ASSIGNED TASK —
Quote the material below exactly as written, from the first line to the line that holds "#[derive(Debug, Clone, PartialEq, Eq, Serialize)]", endpoints included.

DATA LISTING —
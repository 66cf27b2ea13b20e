mod config;
mod server;
mod state;
mod worker;

pub type BoxError = Box<dyn std::error::Error + Send + Sync>;

pub use config::{
    resolve_secret, ServiceConfig, DEFAULT_HTTP_TIMEOUT_SECS, DEFAULT_INBOUND_BODY_MAX_BYTES,
    DEFAULT_PIPELINE_MAX_IN_FLIGHT, DEFAULT_PIPELINE_QUEUE_CAPACITY,
};
pub use server::{build_router, run_server};
pub use worker::{PipelineQueue, PipelineSubmitter, QueueClosed};
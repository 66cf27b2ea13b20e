//! Conversion of a provider-shaped payload into a [`CanonicalEmail`].

use serde::Serialize;
use serde_json::Value;

use crate::addresses::clean_email_address;
use crate::html::html_to_text;
use crate::RawEmail;

const ESCAPED_RULE: &str = "\\-\\-\\-";

#[derive(Debug, Clone, PartialEq, Eq, thiserror::Error)]
pub enum NormalizeError {
    #[error("missing required field `{0}`")]
    MissingField(&'static str),
    #[error("field `{field}` must be a string, found {found}")]
    InvalidField { field: &'static str, found: String },
    #[error("recipient `{0}` is not a single local@domain address")]
    InvalidRecipient(String),
}

/// Normalized, fixed-schema view of an inbound email.
#[derive(Debug, Clone, PartialEq, Eq, Serialize)]
pub struct CanonicalEmail {
    pub from: String,
    pub to: String,
    pub cc: String,
    pub rcpt_to: String,
    pub mail_from: String,
    pub subject: String,
    pub in_reply_to: String,
    pub message_id: String,
    pub date: String,
    pub html_body: String,
    pub plain_no_replies: String,
    pub plain_replies_only: String,
    pub plain_all_content: String,
    pub agent_name: String,
    pub agent_domain: String,
    pub user_email: String,
    pub attachment_count: usize,
}

impl CanonicalEmail {
    /// The agent mailbox that received this email.
    pub fn agent_address(&self) -> String {
        format!("{}@{}", self.agent_name, self.agent_domain)
    }
}

pub fn normalize(raw: &RawEmail) -> Result<CanonicalEmail, NormalizeError> {
    let rcpt_to = required_text(raw, "rcpt_to")?;
    let to = required_text(raw, "to")?;
    let from = required_text(raw, "from")?;
    let mail_from = required_text(raw, "mail_from")?;

    let plain_no_replies = optional_text(raw, "plain_body");
    let plain_replies_only = optional_text(raw, "replies_from_plain_body");
    let html_body = optional_text(raw, "html_body");

    let plain_all_content = if html_body.trim().is_empty() {
        join_plain_content(&plain_no_replies, &plain_replies_only)
    } else {
        html_to_text(&html_body)
    }
    .replace(ESCAPED_RULE, "---");

    let (agent_name, agent_domain) = split_recipient(&rcpt_to)?;
    let user_email = resolve_user_email(&to, &rcpt_to, &from);

    let attachment_count = match raw.get("attachments") {
        Some(Value::Array(items)) => items.len(),
        _ => 0,
    };

    Ok(CanonicalEmail {
        cc: optional_text(raw, "cc"),
        subject: optional_text(raw, "subject"),
        in_reply_to: optional_text(raw, "in_reply_to"),
        message_id: optional_text(raw, "message_id"),
        date: optional_text(raw, "date"),
        from,
        to,
        rcpt_to,
        mail_from,
        html_body,
        plain_no_replies,
        plain_replies_only,
        plain_all_content,
        agent_name,
        agent_domain,
        user_email,
        attachment_count,
    })
}

/// Who the agent should treat as its correspondent.
///
/// When the visible `to` header names a different mailbox than the envelope
/// recipient, somebody forwarded the message into the agent's mailbox and
/// the original addressee is the user. Otherwise the sender is.
pub fn resolve_user_email(to: &str, rcpt_to: &str, from: &str) -> String {
    let cleaned_to = clean_email_address(to);
    let cleaned_rcpt_to = clean_email_address(rcpt_to);
    if cleaned_to != cleaned_rcpt_to {
        cleaned_to
    } else {
        clean_email_address(from)
    }
}

fn join_plain_content(plain: &str, replies: &str) -> String {
    if replies.is_empty() {
        plain.to_string()
    } else if plain.is_empty() {
        replies.to_string()
    } else {
        format!("{}\n\n{}", plain, replies)
    }
}

fn split_recipient(rcpt_to: &str) -> Result<(String, String), NormalizeError> {
    let trimmed = rcpt_to.trim();
    let mut parts = trimmed.split('@');
    match (parts.next(), parts.next(), parts.next()) {
        (Some(name), Some(domain), None) if !name.is_empty() && !domain.is_empty() => {
            Ok((name.to_lowercase(), domain.to_lowercase()))
        }
        _ => Err(NormalizeError::InvalidRecipient(rcpt_to.to_string())),
    }
}

fn required_text(raw: &RawEmail, field: &'static str) -> Result<String, NormalizeError> {
    match raw.get(field) {
        None | Some(Value::Null) => Err(NormalizeError::MissingField(field)),
        Some(Value::String(value)) => Ok(value.clone()),
        Some(other) => Err(NormalizeError::InvalidField {
            field,
            found: json_kind(other).to_string(),
        }),
    }
}

fn optional_text(raw: &RawEmail, field: &str) -> String {
    match raw.get(field) {
        None | Some(Value::Null) => String::new(),
        Some(Value::String(value)) => value.clone(),
        Some(other) => other.to_string(),
    }
}

fn json_kind(value: &Value) -> &'static str {
    match value {
        Value::Null => "null",
        Value::Bool(_) => "a boolean",
        Value::Number(_) => "a number",
        Value::String(_) => "a string",
        Value::Array(_) => "an array",
        Value::Object(_) => "an object",
    }
}
//! Mail address helpers shared by the normalizer and the handlers.

use std::collections::HashSet;

/// Canonical form of the first address in a header value.
///
/// Display names, angle brackets, quotes and `mailto:` are stripped and the
/// result is lower-cased. Plus tags stay: `agent+tag@x` and `agent@x` are
/// different mailboxes as far as forwarding detection is concerned. A value
/// with no recognizable address falls back to its trimmed, lower-cased form.
pub fn clean_email_address(raw: &str) -> String {
    extract_addresses(raw)
        .into_iter()
        .next()
        .unwrap_or_else(|| raw.trim().to_ascii_lowercase())
}

/// All distinct addresses in a header value, bracketed ones first.
pub fn extract_addresses(raw: &str) -> Vec<String> {
    let mut addresses = Vec::new();
    let mut seen = HashSet::new();

    let mut remainder = raw;
    while let Some(start) = remainder.find('<') {
        let after_start = &remainder[start + 1..];
        if let Some(end) = after_start.find('>') {
            if let Some(address) = normalize_address(&after_start[..end]) {
                if seen.insert(address.clone()) {
                    addresses.push(address);
                }
            }
            remainder = &after_start[end + 1..];
        } else {
            break;
        }
    }

    for recipient in split_recipients(raw) {
        if recipient.contains('<') {
            continue;
        }
        for token in recipient.split(|ch: char| ch.is_whitespace()) {
            if let Some(address) = normalize_address(token) {
                if seen.insert(address.clone()) {
                    addresses.push(address);
                }
            }
        }
    }

    addresses
}

fn normalize_address(raw: &str) -> Option<String> {
    let mut value = raw.trim();
    if let Some(stripped) = value.strip_prefix("mailto:") {
        value = stripped.trim();
    }
    value = value.trim_matches(|ch: char| matches!(ch, '<' | '>' | '"' | '\'' | ',' | ';'));
    let (local, domain) = value.split_once('@')?;
    let local = local.trim();
    let domain = domain.trim();
    if local.is_empty() || domain.is_empty() || domain.contains('@') {
        return None;
    }
    Some(format!(
        "{}@{}",
        local.to_ascii_lowercase(),
        domain.to_ascii_lowercase()
    ))
}

/// Splits a recipient header on `,`/`;`, honoring quoted display names.
pub fn split_recipients(value: &str) -> Vec<String> {
    let mut out = Vec::new();
    let mut current = String::new();
    let mut in_quotes = false;
    let mut escaped = false;

    for ch in value.chars() {
        if escaped {
            current.push(ch);
            escaped = false;
            continue;
        }

        match ch {
            '\\' => {
                escaped = true;
                current.push(ch);
            }
            '"' => {
                in_quotes = !in_quotes;
                current.push(ch);
            }
            ',' | ';' if !in_quotes => {
                let trimmed = current.trim();
                if !trimmed.is_empty() {
                    out.push(trimmed.to_string());
                }
                current.clear();
            }
            _ => current.push(ch),
        }
    }

    let trimmed = current.trim();
    if !trimmed.is_empty() {
        out.push(trimmed.to_string());
    }

    out
}
//! Spatial clipping: node masks and triangulation filtering.
//!
//! Clipping never mutates inputs; it returns index masks or new triangle
//! tables that still reference the original node numbering.

use crate::error::GridError;
use crate::geometry::primitives::check_len;
use serde::{Deserialize, Serialize};

/// A closed rectangular extent `(xmin..=xmax, ymin..=ymax)`.
#[derive(Debug, Clone, Copy, PartialEq, Serialize, Deserialize)]
pub struct Extents {
    pub xmin: f64,
    pub xmax: f64,
    pub ymin: f64,
    pub ymax: f64,
}

impl Extents {
    pub fn new(xmin: f64, xmax: f64, ymin: f64, ymax: f64) -> Self {
        Self {
            xmin,
            xmax,
            ymin,
            ymax,
        }
    }

    /// Closed-interval containment on both axes.
    #[inline]
    pub fn contains(&self, x: f64, y: f64) -> bool {
        x >= self.xmin && x <= self.xmax && y >= self.ymin && y <= self.ymax
    }
}

/// Indices of nodes inside the closed rectangle, ascending.
///
/// Extents covering the full coordinate range return every index (identity
/// clip).
pub fn clip_domain(x: &[f64], y: &[f64], extents: Extents) -> Result<Vec<usize>, GridError> {
    check_len("node y coordinates", x.len(), y.len())?;
    Ok(x.iter()
        .zip(y)
        .enumerate()
        .filter(|&(_, (&px, &py))| extents.contains(px, py))
        .map(|(i, _)| i)
        .collect())
}

/// Retain elements whose center-to-vertex radius is at most `max_radius`.
///
/// Input order is preserved and the returned rows reference the original
/// node indices; only the element set shrinks.
pub fn clip_triangulation(
    triangles: &[[usize; 3]],
    x: &[f64],
    y: &[f64],
    xc: &[f64],
    yc: &[f64],
    max_radius: f64,
) -> Result<Vec<[usize; 3]>, GridError> {
    check_len("node y coordinates", x.len(), y.len())?;
    check_len("element center y coordinates", xc.len(), yc.len())?;
    check_len("element centers", triangles.len(), xc.len())?;
    Ok(triangles
        .iter()
        .enumerate()
        .filter(|(k, t)| {
            t.iter()
                .all(|&v| (x[v] - xc[*k]).hypot(y[v] - yc[*k]) <= max_radius)
        })
        .map(|(_, &t)| t)
        .collect())
}

#[cfg(test)]
mod tests {
    use super::*;
    use crate::geometry::primitives::element_centers;

    #[test]
    fn identity_clip_returns_all_nodes() {
        let x = [0.0, 1.0, 2.0];
        let y = [0.0, 1.0, 2.0];
        let mask = clip_domain(&x, &y, Extents::new(0.0, 2.0, 0.0, 2.0)).unwrap();
        assert_eq!(mask, vec![0, 1, 2]);
    }

    #[test]
    fn boundary_nodes_are_included() {
        // Closed intervals: nodes exactly on the extent edge survive.
        let x = [0.0, 1.5, 3.0];
        let y = [0.0, 0.0, 0.0];
        let mask = clip_domain(&x, &y, Extents::new(0.0, 1.5, -1.0, 1.0)).unwrap();
        assert_eq!(mask, vec![0, 1]);
    }

    #[test]
    fn empty_input_clips_to_empty() {
        let mask = clip_domain(&[], &[], Extents::new(0.0, 1.0, 0.0, 1.0)).unwrap();
        assert!(mask.is_empty());
    }

    #[test]
    fn oversized_elements_are_dropped_in_order() {
        // Two compact triangles and one long sliver.
        let x = [0.0, 1.0, 0.0, 1.0, 10.0];
        let y = [0.0, 0.0, 1.0, 1.0, 0.0];
        let tri = [[0, 1, 2], [2, 1, 3], [1, 4, 3]];
        let (xc, yc) = element_centers(&x, &y, &tri).unwrap();
        let kept = clip_triangulation(&tri, &x, &y, &xc, &yc, 2.0).unwrap();
        assert_eq!(kept, vec![[0, 1, 2], [2, 1, 3]]);
    }

    #[test]
    fn generous_radius_keeps_everything() {
        let x = [0.0, 1.0, 0.0, 1.0];
        let y = [0.0, 0.0, 1.0, 1.0];
        let tri = [[0, 1, 2], [2, 1, 3]];
        let (xc, yc) = element_centers(&x, &y, &tri).unwrap();
        let kept = clip_triangulation(&tri, &x, &y, &xc, &yc, 100.0).unwrap();
        assert_eq!(kept, tri.to_vec());
    }
}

RESPONSE BOX —
repository 66cf27b2ea13b20e
mod config;
mod server;
mod state;
mod worker;

pub type BoxError = Box<dyn std::error::Error + Send + Sync>;

pub use config::{
    resolve_secret, ServiceConfig, DEFAULT_HTTP_TIMEOUT_SECS, DEFAULT_INBOUND_BODY_MAX_BYTES,
    DEFAULT_PIPELINE_MAX_IN_FLIGHT, DEFAULT_PIPELINE_QUEUE_CAPACITY,
};
pub use server::{build_router, run_server};
pub use worker::{PipelineQueue, PipelineSubmitter, QueueClosed};
repository 66cf27b2ea13b20e
//! Conversion of a provider-shaped payload into a [`CanonicalEmail`].

use serde::Serialize;
use serde_json::Value;

use crate::addresses::clean_email_address;
use crate::html::html_to_text;
use crate::RawEmail;

const ESCAPED_RULE: &str = "\\-\\-\\-";

#[derive(Debug, Clone, PartialEq, Eq, thiserror::Error)]
pub enum NormalizeError {
    #[error("missing required field `{0}`")]
    MissingField(&'static str),
    #[error("field `{field}` must be a string, found {found}")]
    InvalidField { field: &'static str, found: String },
    #[error("recipient `{0}` is not a single local@domain address")]
    InvalidRecipient(String),
}

/// Normalized, fixed-schema view of an inbound email.
#[derive(Debug, Clone, PartialEq, Eq, Serialize)]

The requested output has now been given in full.